Et voilà, parce qu'Adamsberg est persuadé de l'innocence de Momo, il va l'aider à s'évader et couvrir sa fuite, mêlant par la même occasion son fils tout juste trouvé Zerk; pendant le même temps le lieutenant Veyrenc hésite sur sa décision : revenir dans la brigade ou devenir professeur, mais comme lui dit Adamsberg : "On connait toujours sa décision bien avant de la prendre. Depuis le tout début en fait. C'est pour cela que les conseils ne servent à rien."; et tout cela, "A cause de l'Armée furieuse", va le mener à aller enquêter à Ordebec.
Ordebec, petit village tranquille de Normandie : "Ici, c'est comme partout, il y a beaucoup de têtes creuses qui ont vite fait de se remplir de n'importe quoi, si possible du pire. C'est ce que tout le monde préfère, le pire.

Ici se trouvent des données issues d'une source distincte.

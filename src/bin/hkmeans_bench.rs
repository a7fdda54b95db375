use std::collections::HashSet;
use std::env;
use std::path::PathBuf;
use std::process;
use std::time::Instant;

use hkmeans_mips::io::{read_fvecs, read_groundtruth};
use hkmeans_mips::{
    layer_schedule, Augmentation, ClusterIndex, FloatMatrix, IndexConfig, QueryResults,
    SearchParams,
};
use tracing_subscriber::EnvFilter;

type CliResult<T> = Result<T, Box<dyn std::error::Error>>;

fn main() {
    if env::args().any(|arg| arg == "--help" || arg == "-h") {
        print_usage();
        return;
    }

    tracing_subscriber::fmt()
        .with_env_filter(
            EnvFilter::try_from_default_env().unwrap_or_else(|_| EnvFilter::new("info")),
        )
        .with_writer(std::io::stderr)
        .init();

    let args: Vec<String> = env::args().skip(1).collect();
    let config = match Config::parse(args) {
        Ok(config) => config,
        Err(message) => {
            eprintln!("Error: {message}\n");
            print_usage();
            process::exit(1);
        }
    };

    if let Err(err) = run(config) {
        eprintln!("Error: {err}");
        let mut source = err.source();
        while let Some(inner) = source {
            eprintln!("  caused by: {inner}");
            source = inner.source();
        }
        process::exit(1);
    }
}

fn run(config: Config) -> CliResult<()> {
    println!("Loading base vectors from {}...", config.base.display());
    let base = read_fvecs(&config.base, config.max_base)?;
    if base.is_empty() {
        return Err("No base vectors loaded".into());
    }
    println!("Loaded {} vectors (dim: {})", base.rows(), base.dim());

    let queries = read_fvecs(&config.queries, config.max_queries)?;
    let groundtruth = read_groundtruth(&config.groundtruth, config.max_queries)?;
    if queries.is_empty() {
        return Err("No query vectors loaded".into());
    }
    if groundtruth.len() != queries.rows() {
        return Err("Ground truth count doesn't match query count".into());
    }
    println!("Loaded {} queries", queries.rows());

    let index_config = IndexConfig::new(config.extra_dims, config.layer_count)
        .with_augmentation(config.augmentation)
        .with_seed(config.seed)
        .with_max_iter(config.max_iter);

    println!("\n=== Layer Schedule ===");
    for (layer, plan) in layer_schedule(base.rows(), config.layer_count)?
        .iter()
        .enumerate()
    {
        println!(
            "  Layer {layer}: {} clusters (cluster size {})",
            plan.cluster_count, plan.cluster_size
        );
    }

    let start = Instant::now();
    let index = ClusterIndex::build(&base, &index_config)?;
    println!("\nBuilt index in {:.2?}", start.elapsed());

    println!(
        "\n{:<14} {:<12} {:<12} {:<14}",
        "opened_trees", "recall", "QPS", "scored/query"
    );
    println!("{}", "-".repeat(54));

    for &opened_trees in &config.opened_trees {
        let params = SearchParams::new(config.top_k, opened_trees);

        let start = Instant::now();
        let results = index.query(&queries, params)?;
        let elapsed = start.elapsed().as_secs_f64();

        let recall = recall_at_k(&results, &groundtruth, config.top_k);
        let qps = queries.rows() as f64 / elapsed;
        let scored = mean_scored(&index, &queries, params, config.stats_sample)?;

        println!(
            "{:<14} {:<12.5} {:<12.2} {:<14.1}",
            opened_trees, recall, qps, scored
        );
    }

    Ok(())
}

fn recall_at_k(results: &QueryResults, groundtruth: &[Vec<usize>], top_k: usize) -> f64 {
    let mut hits = 0usize;
    let mut possible = 0usize;
    for (row, gt) in groundtruth.iter().enumerate() {
        let limit = top_k.min(gt.len());
        possible += limit;
        let gt_set: HashSet<usize> = gt[..limit].iter().copied().collect();
        hits += results
            .hits(row)
            .take(limit)
            .filter(|hit| gt_set.contains(&hit.id))
            .count();
    }
    if possible > 0 {
        hits as f64 / possible as f64
    } else {
        0.0
    }
}

/// Average inner products per query over the first `sample` queries.
fn mean_scored(
    index: &ClusterIndex,
    queries: &FloatMatrix,
    params: SearchParams,
    sample: usize,
) -> CliResult<f64> {
    let sample = sample.min(queries.rows());
    if sample == 0 {
        return Ok(0.0);
    }
    let mut total = 0usize;
    for query in queries.iter_rows().take(sample) {
        let (_, stats) = index.search_with_stats(query, params)?;
        total += stats.total_scored();
    }
    Ok(total as f64 / sample as f64)
}

#[derive(Debug)]
struct Config {
    base: PathBuf,
    queries: PathBuf,
    groundtruth: PathBuf,
    extra_dims: usize,
    layer_count: usize,
    opened_trees: Vec<usize>,
    augmentation: Augmentation,
    seed: u64,
    max_iter: usize,
    top_k: usize,
    max_base: Option<usize>,
    max_queries: Option<usize>,
    stats_sample: usize,
}

impl Config {
    fn parse(args: Vec<String>) -> Result<Self, String> {
        let mut base = None;
        let mut queries = None;
        let mut groundtruth = None;
        let mut extra_dims = 3;
        let mut layer_count = 2;
        let mut opened_trees = vec![2];
        let mut augmentation = Augmentation::Repeated;
        let mut seed = 0x5eed_c0ffee_u64;
        let mut max_iter = 25;
        let mut top_k = 10;
        let mut max_base = None;
        let mut max_queries = None;
        let mut stats_sample = 100;

        let mut iter = args.into_iter();
        while let Some(arg) = iter.next() {
            match arg.as_str() {
                "--base" => base = Some(next_path(&mut iter, &arg)?),
                "--queries" => queries = Some(next_path(&mut iter, &arg)?),
                "--groundtruth" | "--gt" => groundtruth = Some(next_path(&mut iter, &arg)?),
                "--m" | "--extra-dims" => extra_dims = next_usize(&mut iter, &arg)?,
                "--layers" => layer_count = next_usize(&mut iter, &arg)?,
                "--opened-trees" => opened_trees = next_usize_list(&mut iter, &arg)?,
                "--augmentation" => {
                    let value = next_value(&mut iter, &arg)?;
                    augmentation = parse_augmentation(&value)?;
                }
                "--seed" => seed = next_u64(&mut iter, &arg)?,
                "--max-iter" => max_iter = next_usize(&mut iter, &arg)?,
                "--top-k" | "--topk" => top_k = next_usize(&mut iter, &arg)?,
                "--max-base" => max_base = Some(next_usize(&mut iter, &arg)?),
                "--max-queries" => max_queries = Some(next_usize(&mut iter, &arg)?),
                "--stats-sample" => stats_sample = next_usize(&mut iter, &arg)?,
                other => {
                    return Err(format!("Unknown argument: {}", other));
                }
            }
        }

        let base = base.ok_or("--base is required")?;
        let queries = queries.ok_or("--queries is required")?;
        let groundtruth = groundtruth.ok_or("--groundtruth or --gt is required")?;

        if layer_count == 0 {
            return Err("--layers must be at least 1".to_string());
        }
        if opened_trees.is_empty() || opened_trees.contains(&0) {
            return Err("--opened-trees values must be positive".to_string());
        }
        if top_k == 0 {
            return Err("--top-k must be positive".to_string());
        }

        Ok(Self {
            base,
            queries,
            groundtruth,
            extra_dims,
            layer_count,
            opened_trees,
            augmentation,
            seed,
            max_iter,
            top_k,
            max_base,
            max_queries,
            stats_sample,
        })
    }
}

fn next_value(iter: &mut impl Iterator<Item = String>, flag: &str) -> Result<String, String> {
    iter.next()
        .ok_or_else(|| format!("missing value for {}", flag))
}

fn next_path(iter: &mut impl Iterator<Item = String>, flag: &str) -> Result<PathBuf, String> {
    Ok(PathBuf::from(next_value(iter, flag)?))
}

fn next_usize(iter: &mut impl Iterator<Item = String>, flag: &str) -> Result<usize, String> {
    let value = next_value(iter, flag)?;
    value
        .parse::<usize>()
        .map_err(|_| format!("invalid value for {}: {}", flag, value))
}

fn next_usize_list(
    iter: &mut impl Iterator<Item = String>,
    flag: &str,
) -> Result<Vec<usize>, String> {
    let value = next_value(iter, flag)?;
    value
        .split(',')
        .map(|part| {
            part.trim()
                .parse::<usize>()
                .map_err(|_| format!("invalid value for {}: {}", flag, part))
        })
        .collect()
}

fn next_u64(iter: &mut impl Iterator<Item = String>, flag: &str) -> Result<u64, String> {
    let value = next_value(iter, flag)?;
    value
        .parse::<u64>()
        .map_err(|_| format!("invalid value for {}: {}", flag, value))
}

fn parse_augmentation(value: &str) -> Result<Augmentation, String> {
    match value.to_lowercase().as_str() {
        "repeated" => Ok(Augmentation::Repeated),
        "power" | "power-series" | "power_series" => Ok(Augmentation::PowerSeries),
        other => Err(format!("unsupported augmentation: {}", other)),
    }
}

fn print_usage() {
    eprintln!("hkmeans_bench - hierarchical k-means MIPS index benchmark\n");
    eprintln!("USAGE:");
    eprintln!("  hkmeans_bench --base <data.fvecs> --queries <Q> --gt <G> [OPTIONS]\n");

    eprintln!("REQUIRED:");
    eprintln!("  --base <path>              Base vectors (.fvecs)");
    eprintln!("  --queries <path>           Query vectors (.fvecs)");
    eprintln!("  --gt <path>                Inner-product ground truth (.ivecs)\n");

    eprintln!("INDEX CONFIGURATION:");
    eprintln!("  --m <N>                    Extra embedding coordinates (default: 3)");
    eprintln!("  --layers <N>               Clustering layers (default: 2)");
    eprintln!("  --augmentation <kind>      repeated | power-series (default: repeated)");
    eprintln!("  --seed <N>                 K-means seed");
    eprintln!("  --max-iter <N>             K-means iterations per layer (default: 25)\n");

    eprintln!("QUERY CONFIGURATION:");
    eprintln!("  --top-k <N>                Number of neighbors (default: 10)");
    eprintln!("  --opened-trees <N,N,...>   Beam widths to sweep (default: 2)");
    eprintln!("  --stats-sample <N>         Queries used for traversal counters (default: 100)\n");

    eprintln!("LIMITS:");
    eprintln!("  --max-base <N>             Limit base vectors");
    eprintln!("  --max-queries <N>          Limit query vectors\n");

    eprintln!("Set RUST_LOG=debug for per-layer build logs.");
}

On s'ennuie tellement.", est un microcosme intéressant où se côtoie de nombreuses personnalités tout aussi différentes les unes des autres : Léo, le Comte, le brigadier Blériot, le capitaine Emeri, la famille Vandermot; et parmi toutes ces personnes, un criminel.
Ce que j'apprécie dans les romans de Fred Vargas, c'est sa capacité à créer des histoires mettant en scène des personnages presque irréels, ou tout du moins déconnectés de la réalité.
Ainsi, Adamsberg pellette des nuages, Danglard est un puits de savoir mais quelque peu jaloux de Veyrenc, Retancourt est une véritable déesse qui transforme tout ce qu'elle touche, et puis toute l'équipe de la brigade est composée de personnalités complètement différentes et inattendues, mais voilà, systématiquement l'alchimie prend et toutes ces personnalités arrivent à obtenir des résultats quasi inespérés.
Dans ce nouvel opus, j'ai apprécié de retrouver ces différents personnages, et le fait que l'action ne se passe pas sur Paris mais en Normandie est également un point positif.
Du point de vue de la psychologie des personnages, les romans de Fred Vargas sont intéressants et toujours bien construits.
J'ai également aimé le fait que Camille ne soit évoquée qu'une seule fois, cette personne, ou plutôt son histoire ou manque d'histoire avec Adamsberg, ce jeu du chat et de la souris finissait par être lassant.
L'autre point positif est le fait de traiter deux histoires en apparence qui n'ont aucun rapport mais qui finissent par se rejoindre, avec le personnage de Momo comme élément centralisateur.
Maintenant, je trouve que ce roman a quelques aspects négatifs.
J'y ai trouvé un peu moins de fougue que dans les précédents opus, comme si Adamsberg et son équipe s'essoufflait d'un certain côté.
Et puis l'intrigue n'est pas aussi bien ficelée que d'habitude, car j'avais de très gros soupçons depuis un moment sur le réel meurtrier, malgré le pseudo rebondissement distillé par l'auteur en fin de livre.
Ce roman n'est pas mal, mais je n'ai pas été aussi captivée que par les précédents opus.
Je me demande si cette série n'aurait pas besoin d'un petit vent de nouveauté pour lui redonner tout le panache de ses débuts.
Un bon Adamsberg, mais sans doute pas le meilleur et qui peut faire naître quelques craintes quant à la suite de cette série à cause d'un certain essoufflement de quelques personnages, en particulier celui d'Adamsberg moins insaisissable que d'ordinaire, et de la construction de l'intrigue de façon générale.